There is a beautiful documentary about this topic called "How to Die in Oregon" that explores many sides of this debate. A patient who chooses the medication, a patient who was offered the medication in lieu of cancer treatment, the wife of a patient who lives in a state where it's not legal and desperately wished she did because of the way her husband's cancer robbed him of his health, vitality, personality and quality of life. It's a great film.

You can choose not to participate or support this practice but I think it's very hard to truly know what these patients are going through and therefore we shouldn't judge them or the clinicians who prescribed the meds. It's so much more complex than any of us can realize.

I watched this documentary and found it to be incredibly moving. It only reinforced my support of a patient's choice to end his or her own life on their terms.

We are so much kinder to our pets than to fellow human beings. I would never let my pets suffer through a terminal illness. I would hope someone would respect my wishes if I wanted the same thing for myself.

There are many different opinions & beliefs about the ability to choose to end one's own life. People have beliefs based on religion, primarily, and what "God" says they can or cannot do in the face of death.

It seems that the large majority of people would choose to end their own lives in order to prevent the suffering from pain, organ failure & dementia. Additionally, a lot of thought is given to how much of a burden they would be to their family at the end of their life-----there is no guarantee that they will die in one week, or one month, or 6 months. Many people linger for quite a long time. I don't think the term "physician assisted suicide" is really proper when a person is just a beating heart inside a body----"death" is a subjective thing in the end of life.
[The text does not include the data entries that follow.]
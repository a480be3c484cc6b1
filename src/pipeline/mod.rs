//! The result-streaming pipeline.
//!
//! A [`ResultsView`] owns the query session of the browser: it asks the
//! metadata store for candidate ids, builds one [`BoundedFetchQueue`] and one
//! [`StreamingResultCollection`] per query, and funnels resolver completions
//! through a bounded inbox that the UI loop drains.
//!
//! # Module layout
//!
//! - [`fetch_queue`] -- Pressure-bounded admission of lookups.
//! - [`collection`] -- The append-only view-model of one query.

pub mod collection;
pub mod fetch_queue;

use std::cmp::Reverse;
use std::sync::Arc;

use hordebrowse_common::{CandidateId, Criteria, Generation, PathScope, Result, SortKey};
use hordebrowse_db::MetadataStore;
use tokio::sync::mpsc;
use tracing::{debug, info};

use crate::presentation::{PresentationRegistry, ViewItem};
use crate::resolver::{AssetResolver, Completion, CompletionSender};

pub use collection::{Field, FieldValue, RowObserver, StreamingResultCollection};
pub use fetch_queue::BoundedFetchQueue;

/// Capacity of the completion inbox between the resolver and the UI loop.
pub const INBOX_CAPACITY: usize = 256;

pub struct ResultsView {
    store: Arc<dyn MetadataStore>,
    resolver: Arc<dyn AssetResolver>,
    registry: Arc<PresentationRegistry>,
    pressure: usize,
    sort_key: SortKey,
    scope: PathScope,
    criteria: Option<Criteria>,
    generation: Generation,
    inbox_tx: CompletionSender,
    inbox: mpsc::Receiver<Completion>,
    model: Option<StreamingResultCollection>,
}

impl ResultsView {
    /// Create a view with no query yet; call [`refresh`](Self::refresh) to start one.
    pub fn new(
        store: Arc<dyn MetadataStore>,
        resolver: Arc<dyn AssetResolver>,
        registry: Arc<PresentationRegistry>,
        pressure: usize,
    ) -> Self {
        let (inbox_tx, inbox) = mpsc::channel(INBOX_CAPACITY);
        Self {
            store,
            resolver,
            registry,
            pressure: pressure.max(1),
            sort_key: SortKey::default(),
            scope: PathScope::default(),
            criteria: None,
            generation: Generation::default(),
            inbox_tx,
            inbox,
            model: None,
        }
    }

    pub fn with_sort_key(mut self, sort_key: SortKey) -> Self {
        self.sort_key = sort_key;
        self
    }

    pub fn with_scope(mut self, scope: PathScope) -> Self {
        self.scope = scope;
        self
    }

    /// Replace the current query with a new one.
    ///
    /// `None` (or empty criteria) browses every asset. Outstanding lookups of
    /// the previous query are cleared and any of their completions that still
    /// arrive are ignored. On a store error the previous query stays in place.
    pub fn refresh(
        &mut self,
        criteria: Option<Criteria>,
        observer: &mut dyn RowObserver,
    ) -> Result<()> {
        let ids = match criteria.as_ref() {
            Some(criteria) if !criteria.is_empty() => self.store.query_ids(criteria)?,
            _ => self.store.all_ids()?,
        };
        let ids = self.sorted(self.scoped(ids)?)?;

        self.resolver.clear();
        self.generation = self.generation.next();

        info!(
            generation = %self.generation,
            candidates = ids.len(),
            sort = %self.sort_key,
            "Refreshing results"
        );

        let queue = BoundedFetchQueue::new(
            ids,
            self.pressure,
            self.generation,
            self.resolver.clone(),
            self.inbox_tx.clone(),
        );
        self.model = Some(StreamingResultCollection::new(
            queue,
            self.store.clone(),
            self.registry.clone(),
        ));
        self.criteria = criteria;

        observer.model_reset(self.generation);
        Ok(())
    }

    /// Change the ordering and re-run the last query.
    pub fn set_sort_key(&mut self, sort_key: SortKey, observer: &mut dyn RowObserver) -> Result<()> {
        self.sort_key = sort_key;
        self.refresh(self.criteria.clone(), observer)
    }

    pub fn can_fetch_more(&self) -> bool {
        self.model.as_ref().is_some_and(|model| model.can_fetch_more())
    }

    pub fn fetch_more(&mut self) {
        if let Some(model) = self.model.as_mut() {
            model.fetch_more();
        }
    }

    /// Apply one completion to the current collection. Returns whether it
    /// belonged to the current query.
    pub fn dispatch(&mut self, completion: Completion, observer: &mut dyn RowObserver) -> bool {
        match self.model.as_mut() {
            Some(model) => model.apply(completion, observer),
            None => {
                debug!(candidate = %completion.request.candidate, "Completion before first query");
                false
            }
        }
    }

    /// Drain every completion already waiting in the inbox.
    pub fn pump(&mut self, observer: &mut dyn RowObserver) -> usize {
        let mut drained = 0;
        while let Ok(completion) = self.inbox.try_recv() {
            self.dispatch(completion, observer);
            drained += 1;
        }
        drained
    }

    /// Wait for the next completion. The view keeps a sender alive, so this
    /// only returns `None` if it is dropped mid-await.
    pub async fn next_completion(&mut self) -> Option<Completion> {
        self.inbox.recv().await
    }

    pub fn model(&self) -> Option<&StreamingResultCollection> {
        self.model.as_ref()
    }

    pub fn row_count(&self) -> usize {
        self.model.as_ref().map_or(0, StreamingResultCollection::row_count)
    }

    pub fn item(&self, index: usize) -> Option<&ViewItem> {
        self.model.as_ref()?.item(index)
    }

    pub fn is_loading(&self) -> bool {
        self.model.as_ref().is_some_and(StreamingResultCollection::is_loading)
    }

    pub fn generation(&self) -> Generation {
        self.generation
    }

    pub fn sort_key(&self) -> SortKey {
        self.sort_key
    }

    pub fn scope(&self) -> &PathScope {
        &self.scope
    }

    pub fn criteria(&self) -> Option<&Criteria> {
        self.criteria.as_ref()
    }

    pub fn store(&self) -> &Arc<dyn MetadataStore> {
        &self.store
    }

    fn scoped(&self, ids: Vec<CandidateId>) -> Result<Vec<CandidateId>> {
        if self.scope.is_root() {
            return Ok(ids);
        }

        let mut kept = Vec::with_capacity(ids.len());
        for id in ids {
            let in_scope = self
                .store
                .get_attr(&id, "path")?
                .is_some_and(|paths| paths.iter().any(|path| self.scope.contains(path)));
            if in_scope {
                kept.push(id);
            }
        }
        Ok(kept)
    }

    fn sorted(&self, ids: Vec<CandidateId>) -> Result<Vec<CandidateId>> {
        match self.sort_key {
            SortKey::Time => {
                let mut keyed = ids
                    .into_iter()
                    .map(|id| Ok((self.store.get_mtime(&id)?, id)))
                    .collect::<Result<Vec<_>>>()?;
                keyed.sort_by_key(|(mtime, _)| Reverse(*mtime));
                Ok(keyed.into_iter().map(|(_, id)| id).collect())
            }
            SortKey::Title => {
                let mut keyed = ids
                    .into_iter()
                    .map(|id| Ok((self.title_of(&id)?, id)))
                    .collect::<Result<Vec<_>>>()?;
                keyed.sort();
                Ok(keyed.into_iter().map(|(_, id)| id).collect())
            }
        }
    }

    fn title_of(&self, id: &CandidateId) -> Result<String> {
        for key in ["title", "name"] {
            if let Some(value) = self
                .store
                .get_attr(id, key)?
                .and_then(|values| values.into_iter().next())
            {
                return Ok(value);
            }
        }
        Ok(id.to_string())
    }
}

#[cfg(test)]
mod tests {
    use super::*;
    use crate::resolver::testing::ManualResolver;
    use chrono::{TimeZone, Utc};
    use hordebrowse_common::CriterionValue;
    use hordebrowse_db::{Record, SqliteStore};

    struct Quiet;

    impl RowObserver for Quiet {
        fn rows_inserted(&mut self, _first: usize, _last: usize, _rows: &[ViewItem]) {}
    }

    fn record(id: &str, day: u32, title: &str, path: &str) -> Record {
        Record::new(id, Utc.with_ymd_and_hms(2024, 1, day, 0, 0, 0).unwrap())
            .with_attr("title", title)
            .with_attr("path", path)
    }

    fn view() -> (ResultsView, Arc<ManualResolver>) {
        let store = SqliteStore::in_memory().unwrap();
        store.insert_record(&record("tree:tiger:A", 1, "Zulu", "films/old")).unwrap();
        store.insert_record(&record("tree:tiger:B", 3, "Mike", "films/new")).unwrap();
        store
            .insert_record(&record("tree:tiger:C", 2, "Alpha", "shows").with_attr("genre", "drama"))
            .unwrap();

        let resolver = Arc::new(ManualResolver::default());
        let view = ResultsView::new(
            Arc::new(store),
            resolver.clone(),
            Arc::new(PresentationRegistry::standard()),
            10,
        );
        (view, resolver)
    }

    fn submitted(resolver: &ManualResolver) -> Vec<String> {
        resolver.submitted().iter().map(|id| id.to_string()).collect()
    }

    #[test]
    fn test_time_sort_is_newest_first() {
        let (mut view, resolver) = view();
        view.refresh(None, &mut Quiet).unwrap();
        view.fetch_more();

        assert_eq!(submitted(&resolver), vec!["tree:tiger:B", "tree:tiger:C", "tree:tiger:A"]);
    }

    #[test]
    fn test_title_sort_and_set_sort_key() {
        let (mut view, resolver) = view();
        view.refresh(None, &mut Quiet).unwrap();
        let first = view.generation();

        view.set_sort_key(SortKey::Title, &mut Quiet).unwrap();
        view.fetch_more();

        assert!(view.generation() > first);
        assert_eq!(resolver.clears(), 2);
        assert_eq!(submitted(&resolver), vec!["tree:tiger:C", "tree:tiger:B", "tree:tiger:A"]);
    }

    #[test]
    fn test_scope_limits_candidates() {
        let (view, resolver) = view();
        let mut view = view.with_scope(PathScope::parse("/films"));
        view.refresh(None, &mut Quiet).unwrap();
        view.fetch_more();

        assert_eq!(submitted(&resolver), vec!["tree:tiger:B", "tree:tiger:A"]);
    }

    #[test]
    fn test_criteria_are_kept_for_later_refreshes() {
        let (mut view, resolver) = view();
        let criteria = Criteria::new().with("genre", CriterionValue::Any);
        view.refresh(Some(criteria.clone()), &mut Quiet).unwrap();
        view.fetch_more();

        assert_eq!(view.criteria(), Some(&criteria));
        assert_eq!(submitted(&resolver), vec!["tree:tiger:C"]);
    }

    #[tokio::test]
    async fn test_pump_applies_current_and_drops_stale() {
        let (mut view, resolver) = view();
        view.refresh(None, &mut Quiet).unwrap();
        view.fetch_more();
        resolver.succeed("tree:tiger:C");

        view.refresh(None, &mut Quiet).unwrap();
        view.fetch_more();
        resolver.succeed("tree:tiger:A");

        assert_eq!(view.pump(&mut Quiet), 2);
        assert_eq!(view.row_count(), 1);
        assert_eq!(view.item(0).unwrap().asset.as_str(), "tree:tiger:A");
    }

    #[test]
    fn test_no_query_means_no_rows() {
        let (mut view, resolver) = view();
        assert!(!view.can_fetch_more());
        view.fetch_more();
        assert_eq!(view.row_count(), 0);
        assert!(resolver.submitted().is_empty());
    }
}
//! Episodes of a series.

use hordebrowse_common::{Criteria, CriterionValue};
use hordebrowse_db::Record;

use super::{collect_tags, display_name, Presentation, PresentationKind, ViewItem};

pub fn presentation() -> Presentation {
    Presentation {
        kind: PresentationKind::Series,
        criteria: Criteria::new().with("series", CriterionValue::Any),
        build,
    }
}

/// `<series> S<season>E<episode> - <title>`, omitting whatever is unknown.
pub fn build(record: &Record) -> ViewItem {
    let mut title = record.first("series").unwrap_or_default().to_string();

    let season = record.first("season").and_then(|s| s.parse::<u32>().ok());
    let episode = record.first("episode").and_then(|e| e.parse::<u32>().ok());
    match (season, episode) {
        (Some(s), Some(e)) => title.push_str(&format!(" S{s:02}E{e:02}")),
        (Some(s), None) => title.push_str(&format!(" S{s:02}")),
        (None, Some(e)) => title.push_str(&format!(" E{e:02}")),
        (None, None) => {}
    }

    if let Some(episode_title) = record.first("title") {
        title.push_str(" - ");
        title.push_str(episode_title);
    }

    if title.trim().is_empty() {
        title = display_name(record);
    }

    ViewItem {
        asset: record.id.clone(),
        kind: PresentationKind::Series,
        title,
        category_icon: "series".to_string(),
        tags: collect_tags(record, &["genre"]),
        image_uri: record.first("image").map(str::to_string),
    }
}
mod types;

pub use types::*;

use anyhow::{Context, Result};
use std::path::{Path, PathBuf};

use crate::pipeline::INBOX_CAPACITY;

/// Environment variable naming an explicit config file.
pub const CONFIG_ENV: &str = "HORDEBROWSE_CONFIG";

/// Load configuration from a TOML file
pub fn load_config(path: &Path) -> Result<Config> {
    let content = std::fs::read_to_string(path)
        .with_context(|| format!("Failed to read config file: {:?}", path))?;

    parse_config(&content).with_context(|| format!("Invalid config file: {:?}", path))
}

/// Parse and validate configuration from TOML text
pub fn parse_config(content: &str) -> Result<Config> {
    let config: Config = toml::from_str(content).context("Failed to parse config")?;
    validate_config(&config)?;
    Ok(config)
}

/// Load config from `HORDEBROWSE_CONFIG`, the default locations, or defaults
pub fn load_config_or_default() -> Result<Config> {
    if let Ok(path) = std::env::var(CONFIG_ENV) {
        return load_config(&expand(&path));
    }

    let default_paths = [
        "./hordebrowse.toml",
        "~/.config/hordebrowse/config.toml",
        "/etc/hordebrowse/config.toml",
    ];

    for path_str in default_paths {
        let path = expand(path_str);
        if path.exists() {
            return load_config(&path);
        }
    }

    Ok(Config::default())
}

/// Expand a leading `~` in a configured path
pub fn expand(path: &str) -> PathBuf {
    PathBuf::from(shellexpand::tilde(path).as_ref())
}

fn validate_config(config: &Config) -> Result<()> {
    if config.bithorde.pressure == 0 {
        anyhow::bail!("bithorde.pressure must be at least 1");
    }

    if config.bithorde.pressure > INBOX_CAPACITY {
        anyhow::bail!(
            "bithorde.pressure must not exceed {} (got {})",
            INBOX_CAPACITY,
            config.bithorde.pressure
        );
    }

    if config.bithorde.socket.as_os_str().is_empty() {
        anyhow::bail!("bithorde.socket cannot be empty");
    }

    if config.browse.opener.trim().is_empty() {
        anyhow::bail!("browse.opener cannot be empty");
    }

    if !config.bithorde.fusedir.exists() {
        tracing::warn!("FUSE mount directory does not exist: {:?}", config.bithorde.fusedir);
    }

    Ok(())
}
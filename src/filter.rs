//! User-edited filter rules and the query criteria they produce.
//!
//! The rule list always ends with exactly one blank rule (no key selected)
//! for the user to fill in. Every change recomputes the criteria and
//! broadcasts them so the result view can refresh.

use std::sync::Arc;

use hordebrowse_common::{Criteria, CriterionValue, Error, Result};
use hordebrowse_db::MetadataStore;
use tokio::sync::broadcast;
use tracing::debug;

const CHANNEL_CAPACITY: usize = 16;

/// One key/value constraint; a rule with no key is blank.
#[derive(Debug, Clone, Default, PartialEq, Eq)]
pub struct FilterRule {
    pub key: Option<String>,
    pub value: CriterionValue,
}

impl FilterRule {
    pub fn is_blank(&self) -> bool {
        self.key.is_none()
    }
}

pub struct FilterCriteriaBuilder {
    store: Arc<dyn MetadataStore>,
    rules: Vec<FilterRule>,
    changes: broadcast::Sender<Criteria>,
}

impl FilterCriteriaBuilder {
    pub fn new(store: Arc<dyn MetadataStore>) -> Self {
        let (changes, _) = broadcast::channel(CHANNEL_CAPACITY);
        Self {
            store,
            rules: vec![FilterRule::default()],
            changes,
        }
    }

    /// Receive the new criteria after every change.
    pub fn subscribe(&self) -> broadcast::Receiver<Criteria> {
        self.changes.subscribe()
    }

    pub fn rules(&self) -> &[FilterRule] {
        &self.rules
    }

    /// Keys a rule may select, with the number of assets carrying each.
    pub fn keys(&self) -> Result<Vec<(String, u64)>> {
        self.store.list_keys()
    }

    /// Values a rule on `key` may require.
    pub fn values_for(&self, key: &str) -> Result<Vec<String>> {
        self.store.list_values(key)
    }

    /// Select the key of rule `index`, or clear it with `None`.
    ///
    /// Changing the key resets the value to [`CriterionValue::Any`]. Clearing
    /// a key removes that rule, shifting later rules down by one.
    pub fn set_key(&mut self, index: usize, key: Option<String>) -> Result<()> {
        let rule = self.rule_mut(index)?;
        if rule.key != key {
            rule.key = key;
            rule.value = CriterionValue::Any;
        }
        self.changed();
        Ok(())
    }

    /// Set the required value of rule `index`, which must have a key.
    pub fn set_value(&mut self, index: usize, value: CriterionValue) -> Result<()> {
        let rule = self.rule_mut(index)?;
        if rule.is_blank() {
            return Err(Error::invalid_input(format!(
                "filter rule {index} has no key selected"
            )));
        }
        rule.value = value;
        self.changed();
        Ok(())
    }

    /// The active constraints. Blank rules contribute nothing; of two rules
    /// on the same key the later wins.
    pub fn criteria(&self) -> Criteria {
        self.rules
            .iter()
            .filter_map(|rule| Some((rule.key.clone()?, rule.value.clone())))
            .collect()
    }

    fn rule_mut(&mut self, index: usize) -> Result<&mut FilterRule> {
        let count = self.rules.len();
        self.rules.get_mut(index).ok_or_else(|| {
            Error::invalid_input(format!("no filter rule {index} (have {count})"))
        })
    }

    fn changed(&mut self) {
        self.rules.retain(|rule| !rule.is_blank());
        self.rules.push(FilterRule::default());

        let criteria = self.criteria();
        debug!(constraints = criteria.len(), "Filter changed");
        // No subscribers is fine.
        let _ = self.changes.send(criteria);
    }
}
Legally, "death" is the cessation of the heart to beat. But, what about all of the other things---brain function, organ function, mobility, breathing? A beating heart by itself does not constitute "life".

People with terminal diseases are going to die from the disease---there is no chance for a recovery or cure. So, whether a physician/NP/PA "assists" with the decision to end one's life, it really does not make much of a difference. The physician/NP/PA has been involved in their "death" for a long time, just in a different position. There comes a time when everybody must face the inevitable. None of us are going to live forever. Death is part of the life cycle. Where a person no longer has any quality of life, I feel there is really no logical reason to stay alive-----a beating heart isn't the sole condition of "life".

There is a great documentary called "How To Die In Oregon". It is very well done and gives you an excellent perspective of dying with dignity from a terminal cancer patient.

Having said that, I do not think that insurance companies should have ANY input on this matter whatsoever. It shouldn't even be an issue that insurers can consider.

Specializes in Transitional Nursing.

I've seen a few comments I wanted to respond to, but now i've lost them, so I'll just make a general "my two cents" reply.

- I don't think this is the kind of thing that would be presented to a patient as an option, but something a patient would need to ask about.

- If we have pharmacists who can decline to fill birth control scripts, I am sure any practitioner who didn't want to partake would have no problem simply not providing that "service", whether or not that practitioner will at one point be a NP, I don't know. I would tend to think not, since the laws governing the prescribing of the substances that ultimately allow a patient to end their life are extremely strict and regulated.

- I have more to say but I've lost my next thought, blasted night shift!